Warum lohnt es sich, eine Google Bewertung löschen zu lassen?
Bevor wir über Kosten sprechen, lohnt sich ein Blick auf das, was eine einzelne schlechte Bewertung tatsächlich kosten kann – in Form entgangener Aufträge.
Unternehmen mit einer Gesamtbewertung unter 4 Sternen werden von einem Großteil potenzieller Neukunden gar nicht erst kontaktiert. Ein Handwerksbetrieb, ein Arzt, ein Restaurant oder eine Kanzlei mit einem beschädigten Google-Profil verliert täglich Anfragen – oft ohne es zu merken, weil diese Anfragen schlicht nie ankommen. Der wirtschaftliche Schaden einer einzelnen ungerechtfertigten Bewertung übersteigt die Kosten für deren Entfernung in der Regel um ein Vielfaches.

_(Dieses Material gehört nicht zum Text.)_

//! Trusted-dealer Shamir sharing over the Ed25519 scalar field

use crate::{Error, KeyShare, Result};
use curve25519_dalek::{EdwardsPoint, Scalar};
use rand_core::{CryptoRng, RngCore};
use tracing::{debug, instrument};
use zeroize::Zeroize;

/// Split a fresh random key into `n` shares, any `threshold` of which can sign
///
/// Share `j` is `f(j + 1)` for a random polynomial `f` of degree
/// `threshold - 1`; the joint public key is `f(0) * G`.
#[instrument(skip(rng))]
pub fn deal_shares<R: RngCore + CryptoRng>(
    threshold: usize,
    n_parties: usize,
    rng: &mut R,
) -> Result<Vec<KeyShare>> {
    if threshold < 2 {
        return Err(Error::InvalidConfig("Threshold must be at least 2".into()));
    }
    if n_parties < threshold {
        return Err(Error::ThresholdNotMet {
            required: threshold,
            actual: n_parties,
        });
    }

    let mut coefficients: Vec<Scalar> = (0..threshold).map(|_| Scalar::random(&mut *rng)).collect();
    let public_key = EdwardsPoint::mul_base(&coefficients[0]);

    let secret_shares: Vec<Scalar> = (0..n_parties)
        .map(|party_id| evaluate_polynomial(&coefficients, party_id as u64 + 1))
        .collect();
    coefficients.zeroize();

    let public_shares: Vec<EdwardsPoint> =
        secret_shares.iter().map(EdwardsPoint::mul_base).collect();

    debug!(n_parties, threshold, "Dealt key shares");

    Ok(secret_shares
        .into_iter()
        .enumerate()
        .map(|(party_id, secret_share)| KeyShare {
            party_id,
            n_parties,
            threshold,
            secret_share,
            public_key,
            public_shares: public_shares.clone(),
        })
        .collect())
}

/// Evaluate a polynomial at `x` (Horner)
pub fn evaluate_polynomial(coefficients: &[Scalar], x: u64) -> Scalar {
    let x = Scalar::from(x);
    coefficients
        .iter()
        .rev()
        .fold(Scalar::ZERO, |acc, coef| acc * x + coef)
}
//! Signing message types

use crate::commitment::{Decommitment, HashCommitment};
use crate::types::scalar_serde;
use crate::zkp::DlogProof;
use crate::PartyIndex;
use curve25519_dalek::Scalar;
use serde::{Deserialize, Serialize};

/// Round 1 payload: commitment to the nonce point coordinates
#[derive(Debug, Clone, Copy, PartialEq, Eq, Serialize, Deserialize)]
pub struct NonceCommitment {
    pub commitment: HashCommitment,
}

/// Round 2 payload: opening of the nonce commitment plus proof of knowledge
/// of the nonce
#[derive(Debug, Clone, PartialEq, Eq, Serialize, Deserialize)]
pub struct NonceReveal {
    pub decommitment: Decommitment,
    pub proof: DlogProof,
}

/// Round 3 payload: signature share `s_i = lambda * w_i + r_i`
#[derive(Debug, Clone, Copy, PartialEq, Eq, Serialize, Deserialize)]
pub struct SignatureShare {
    #[serde(with = "scalar_serde")]
    pub s: Scalar,
}

/// Payload of a signing message
#[derive(Debug, Clone, PartialEq, Eq, Serialize, Deserialize)]
pub enum SignContent {
    Commitment(NonceCommitment),
    Reveal(NonceReveal),
    Share(SignatureShare),
}

/// A signing message as delivered by the transport
#[derive(Debug, Clone, PartialEq, Eq, Serialize, Deserialize)]
pub enum Envelope {
    /// Sent to every party
    Broadcast {
        from: PartyIndex,
        round: u32,
        content: SignContent,
    },
    /// Sent point-to-point
    Direct {
        from: PartyIndex,
        to: PartyIndex,
        round: u32,
        content: SignContent,
    },
}

impl Envelope {
    /// Broadcast `content` from `from` in `round`
    pub fn broadcast(from: PartyIndex, round: u32, content: SignContent) -> Self {
        Envelope::Broadcast {
            from,
            round,
            content,
        }
    }

    /// Sender index
    pub fn sender(&self) -> PartyIndex {
        match self {
            Envelope::Broadcast { from, .. } | Envelope::Direct { from, .. } => *from,
        }
    }

    /// Round number
    pub fn round(&self) -> u32 {
        match self {
            Envelope::Broadcast { round, .. } | Envelope::Direct { round, .. } => *round,
        }
    }

    /// Payload
    pub fn content(&self) -> &SignContent {
        match self {
            Envelope::Broadcast { content, .. } | Envelope::Direct { content, .. } => content,
        }
    }

    pub fn is_broadcast(&self) -> bool {
        matches!(self, Envelope::Broadcast { .. })
    }
}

Das ist der eigentliche Grund, warum immer mehr Unternehmer aktiv handeln – und warum die Frage nach den Kosten so wichtig ist.
Die drei Optionen im Kostenvergleich
Es gibt grundsätzlich drei Wege, um eine Google Bewertung löschen zu lassen. Jeder hat sein eigenes Kosten-Nutzen-Verhältnis.
Option 1: Selbst melden – kostenlos, aber zeitintensiv
Die Meldung einer Bewertung über das Google Unternehmensprofil kostet nichts. Kein Honorar, kein Abo, keine Gebühren. Klingt ideal – hat aber einen Haken.
Die Erfolgsquote beim Selbstversuch ist deutlich niedriger als bei professioneller Unterstützung. Nicht weil Google Laien benachteiligt, sondern weil die Formulierung der Meldebegründung entscheidend ist. Wer die falsche Kategorie wählt oder die Begründung zu allgemein hält, erhält innerhalb weniger Tage eine automatische Ablehnung – und hat Zeit investiert, ohne Ergebnis.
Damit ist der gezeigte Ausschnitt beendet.